The courtyard is swarming with workers as the Cardassians are forced to evacuate the quickly flooding mines. Naprem’s relieved to see the rest of the workers from her contingent being herded back; Tisoh Kyko’s beloved sprints back to their hut, large body heaving for breath.

The rain lashes the thin metal roof over their heads with greater and greater forces, wind sweeping through the courtyard. Megot and a small group of guards hurry into the lift of Tirek’s tower, and reappear at the top, speaking to him behind the glass with great, sweeping gestures. When they descend, the rest of the guards cluster around them to receive orders, then hurry out, taking their posts at the doorway to the huts.

“Lights out!” Megot shouts from the center of the square. “Take your positions for lights out, effective immediately!”

The guards snake their heads in the door and glare them into obedience – Naprem and thirty others hunker down to the floor, which is already wet, while the rest try to avoid getting their dirty feet on the beds as they twist themselves into knots to fit on their thin mattresses. The dirt-packed floor of the hut is grimy under her hands, rain leaking in under the foundation of the hut and through the open doorway. It stinks of mud, and wet hair. Several people are already shivering.

They sit like that for hours, listening to the storm get progressively worse outside until it’s battering the hut, slamming into the walls and tearing at the roof. The Cardassians outside are getting pummeled with rain, beaten with wind. Naprem can hear one of their guards wheezing strangely, as if he has asthma.

“Sutovr!” Onea yells over the wind. “You should come inside!”
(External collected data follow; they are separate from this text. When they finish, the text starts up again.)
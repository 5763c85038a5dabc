// tests/random_controller_tests.rs
//
// Random controller contract: uniform over the action bounds, never out
// of bounds, deterministic given the seed.

use ndarray::{array, Array1, ArrayView1};

use randshoot::{Controller, Environment, RandomController, StepResult};

/// Static environment exposing only action bounds.
struct BoundsEnv {
    low: Array1<f64>,
    high: Array1<f64>,
}

impl BoundsEnv {
    fn unit() -> Self {
        Self {
            low: array![-1.0, -1.0],
            high: array![1.0, 1.0],
        }
    }
}

impl Environment for BoundsEnv {
    fn obs_dim(&self) -> usize {
        1
    }
    fn action_dim(&self) -> usize {
        2
    }
    fn action_low(&self) -> &Array1<f64> {
        &self.low
    }
    fn action_high(&self) -> &Array1<f64> {
        &self.high
    }
    fn reset(&mut self) -> Array1<f64> {
        array![0.0]
    }
    fn step(&mut self, _action: &ArrayView1<f64>) -> StepResult {
        StepResult {
            observation: array![0.0],
            reward: 0.0,
            done: false,
        }
    }
}

#[test]
fn test_actions_stay_within_bounds_over_1000_samples() {
    let env = BoundsEnv::unit();
    let mut controller = RandomController::new(&env, 42);
    let obs = array![0.0];

    for _ in 0..1000 {
        let action = controller.get_action(&obs.view());
        assert_eq!(action.len(), 2);
        for &a in action.iter() {
            assert!((-1.0..=1.0).contains(&a), "action {} out of bounds", a);
        }
    }
}

#[test]
fn test_asymmetric_bounds_respected() {
    let env = BoundsEnv {
        low: array![0.0, -3.0],
        high: array![0.5, -1.0],
    };
    let mut controller = RandomController::new(&env, 7);
    let obs = array![0.0];

    for _ in 0..500 {
        let action = controller.get_action(&obs.view());
        assert!((0.0..=0.5).contains(&action[0]));
        assert!((-3.0..=-1.0).contains(&action[1]));
    }
}

#[test]
fn test_same_seed_same_sequence() {
    let env = BoundsEnv::unit();
    let mut a = RandomController::new(&env, 99);
    let mut b = RandomController::new(&env, 99);
    let obs = array![0.0];

    for _ in 0..20 {
        assert_eq!(a.get_action(&obs.view()), b.get_action(&obs.view()));
    }
}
The wheezing Cardassian turns his head to look in at her – he’s visibly panting, face dripping.

“Come inside!” Onea urges him. “The rain will make it worse!”

“You should listen to her!” Naprem shouts. “She’s a doctor!”

Sutovr glances at his partner, who shrugs, and the Bajorans shuffle aside, pushing into one another make room for him to stand inside next to the door. He looks around, a little awkward, breathing heavily through his mouth. But he nods to Onea a little, shakes himself dry. Water droplets fly around the hut, but it’s no worse than the rain – in about a half an hour, his breathing begins to even out.

The rain goes on and on, until finally, as the sun is beginning to set on the far horizon, barely visible between a gap in the clouds, the first clap of thunder booms out like canon fire overhead. A chorus of goes through the hut, completely automatic: “Blessed are the Prophets,” Naprem feels herself murmur. A second roll of thunder, and the chorus grows louder. “Blessed are the Prophets,” they say as one, chanting slowly. A whipcrack, a roar of thunder: “Blessed are the Prophets!” someone shouts, and the rest of them hoot and laugh, cheering and shouting with them. They can hear it from the other bunks, even as the wind makes the walls of their hut shiver and groan. “Blessed are the Prophets!” they chant, in time with the thunder. “Blessed are the Prophets!”

Sutovr looks around at them like they’ve lost their minds, looking out at his partner, who shrugs again, feebly. A powerful bolt of lightning illuminates the sky in a flash, paints the world in black and white, and a powerful crash of thunder follows it by seconds. “Blessed be the Prophets!” Naprem cheers, and everyone cheers with her. The sky beats itself black and blue, pounding the cymbals of the thunder, shouting in its own voice, and the Bajorans shout back, welcoming second summer in the way they always have, as the Cardassians stare around in utter confusion.

* * *

Sometime after the thunder goes quiet, Naprem jerks out of a doze. The entire hut is sleepy in the wet and the dark – her neighbor’s head rests on her shoulder, and she can hear Onea’s snoring, even over the sound of the storm. For a moment, she’s not sure what woke her. Even the air seems sleepy, heavy and cold. She turns her head – Sutovr is still awake, watching her through the dark. She watches him too for a moment, then turns her head the other way. It was something; she’s sure she  _heard_  something. 

Then, the wind butts its head against the wall of the hut, and Naprem hears it again: a sharp, metal shriek, not from overhead, but echoing across the courtyard.

She sits up straighter, turning around, trying to locate the source of the noise. Her restlessness wakes her neighbor, and then a few others. She hears them make angry, disgruntled noises in her direction and holds out her hand.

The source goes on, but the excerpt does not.